«- Me gustaría insistir una vez más en la delicada, a la par que ignorada, fragilidad de las relaciones interpersonales.
No deseo ser juez de lo que cada instante observan mis ojos pero no puedo evitarlo, me es imposible permanecer inmóvil, debo remitirme a pruebas evidentes para demostrar que tu seguridad es tan ilusoria como tu propio futuro, no existe más allá de una idea en tu imaginación, de tus deseos de un vida perfecta, de un mundo ideal, de la idea en tu mente alargando la mirada para comprobar como torres perfectamente construidas se derrumban a tu paso mientras la tuya se tambalea consciente o inconscientemente.

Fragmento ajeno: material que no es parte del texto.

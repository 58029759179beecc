//! Task filter predicate.
//!
//! # Responsibility
//! - Combine optional status/priority criteria into a membership test.
//! - Derive visible subsets from caller-supplied snapshots.
//!
//! # Invariants
//! - Filtering is pure: inputs are only borrowed immutably.
//! - Absent criteria match every task.
//! - Output preserves input order.

use crate::model::task::{Task, TaskFieldParseError, TaskPriority, TaskStatus};

/// Optional status/priority criteria.
#[derive(Debug, Clone, Copy, Default, PartialEq, Eq, Hash)]
pub struct TaskFilter {
    pub status: Option<TaskStatus>,
    pub priority: Option<TaskPriority>,
}

impl TaskFilter {
    /// Filter matching every task.
    pub fn all() -> Self {
        Self::default()
    }

    pub fn with_status(mut self, status: TaskStatus) -> Self {
        self.status = Some(status);
        self
    }

    pub fn with_priority(mut self, priority: TaskPriority) -> Self {
        self.priority = Some(priority);
        self
    }

    /// Parses select-style criteria where an empty value means "all".
    ///
    /// # Errors
    /// Returns a parse error for any non-empty unknown value.
    pub fn from_criteria(status: &str, priority: &str) -> Result<Self, TaskFieldParseError> {
        Ok(Self {
            status: parse_criterion(status)?,
            priority: parse_criterion(priority)?,
        })
    }

    /// Returns whether no criterion is set.
    pub fn is_unfiltered(&self) -> bool {
        self.status.is_none() && self.priority.is_none()
    }

    /// Membership test: every present criterion must equal the task field.
    pub fn matches(&self, task: &Task) -> bool {
        self.status.map_or(true, |status| task.status == status)
            && self.priority.map_or(true, |priority| task.priority == priority)
    }

    /// Borrows the matching tasks in their original order.
    pub fn apply<'a>(&self, tasks: &'a [Task]) -> Vec<&'a Task> {
        filter_tasks(tasks, *self).collect()
    }
}

/// Lazily yields the tasks matching `filter`, in order.
pub fn filter_tasks(tasks: &[Task], filter: TaskFilter) -> impl Iterator<Item = &Task> {
    tasks.iter().filter(move |task| filter.matches(task))
}

fn parse_criterion<T>(value: &str) -> Result<Option<T>, TaskFieldParseError>
where
    T: std::str::FromStr<Err = TaskFieldParseError>,
{
    let trimmed = value.trim();
    if trimmed.is_empty() {
        return Ok(None);
    }
    trimmed.parse().map(Some)
}
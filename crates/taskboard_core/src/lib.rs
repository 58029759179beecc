//! Core domain logic for Taskboard.
//! This crate is the single source of truth for task state and invariants.

pub mod filter;
pub mod logging;
pub mod model;
pub mod service;
pub mod store;

pub use filter::{filter_tasks, TaskFilter};
pub use logging::{default_log_level, init_logging, logging_status, LoggingError};
pub use model::task::{
    normalize_description, NewTask, Task, TaskFieldParseError, TaskInput, TaskPatch,
    TaskPriority, TaskResult, TaskStatus, TaskTitle, TaskValidationError, MAX_TITLE_CHARS,
};
pub use model::task_id::{
    RandomTaskIdGenerator, SequentialTaskIdGenerator, TaskId, TaskIdGenerator,
};
pub use service::task_service::{Listener, SubscriptionId, TaskAccess, TaskService};
pub use store::task_store::{TaskSnapshot, TaskStore};

/// Returns the core crate version.
pub fn core_version() -> &'static str {
    env!("CARGO_PKG_VERSION")
}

Siempre tendrás la opción de seguir engañándote día tras día o de abrir los ojos y retar al presente con mirada desafiante, para que entienda que no tienes miedo, que estás preparado para lo que tenga que llegar, pues has llegado hasta aquí y ahora sólo existe una dirección en la que seguir, no hay más opciones, no hay marcha atrás ni posibilidad de retirada.

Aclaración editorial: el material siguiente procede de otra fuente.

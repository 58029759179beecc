//! Taskboard interactive shell.
//!
//! # Responsibility
//! - Parse process arguments and optionally start core logging.
//! - Wire one in-memory task service into the line shell on stdin/stdout.

mod command;
mod shell;

use anyhow::Context;
use clap::Parser;
use shell::Shell;
use std::io;
use taskboard_core::{
    core_version, default_log_level, init_logging, SequentialTaskIdGenerator, TaskAccess,
    TaskService, TaskStore,
};

#[derive(Debug, Parser)]
#[command(name = "taskboard", version, about = "In-memory task tracker shell")]
struct Args {
    /// Log level: trace|debug|info|warn|error.
    #[arg(long, default_value_t = default_log_level().to_string())]
    log_level: String,

    /// Absolute directory for rotating log files. Logging is off when unset.
    #[arg(long)]
    log_dir: Option<String>,

    /// Issue counter-based task ids instead of random ones.
    #[arg(long)]
    sequential_ids: bool,
}

fn main() -> anyhow::Result<()> {
    let args = Args::parse();

    if let Some(log_dir) = args.log_dir.as_deref() {
        init_logging(&args.log_level, log_dir).context("failed to initialize logging")?;
    }
    log::info!(
        "event=cli_start module=cli status=ok version={} sequential_ids={}",
        core_version(),
        args.sequential_ids
    );

    if args.sequential_ids {
        let store = TaskStore::with_generator(SequentialTaskIdGenerator::new());
        run_shell(TaskService::with_store(store))
    } else {
        run_shell(TaskService::new())
    }
}

fn run_shell(access: impl TaskAccess) -> anyhow::Result<()> {
    let stdin = io::stdin();
    let stdout = io::stdout();
    let mut shell = Shell::new(access, stdin.lock(), stdout.lock());
    shell.run().context("shell i/o failed")?;
    Ok(())
}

Me ha costado mucho, pero hoy comprendo que en el fondo eso es la vida en estado puro, y también es lo que la hace más emocionante, más real, porque la seguridad es una mera invención, no existe para nadie.
Un día hace mucho tiempo, en un momento de despiste, se me olvidó creer en las personas y en sus mentiras y desde aquel día me convertí en la más despistada de la tierra… y también en la más libre.
Ahora ya no hay dinero en el mundo que pueda volver a hipnotizarme, que consiga engañarme, porque sentí, que en el primer instante en el que dudé sobre todos los cimientos bajo los que está construido este lugar de papel, ya no había vuelta atrás, hallé la solución a todos los problemas que atan a la gente constantemente y le impiden alcanzar una plenitud que jamás tocarán con sus dedos.
Porque cada vez que dudo estoy más cerca de la verdad, y porque dudando nos conocemos.»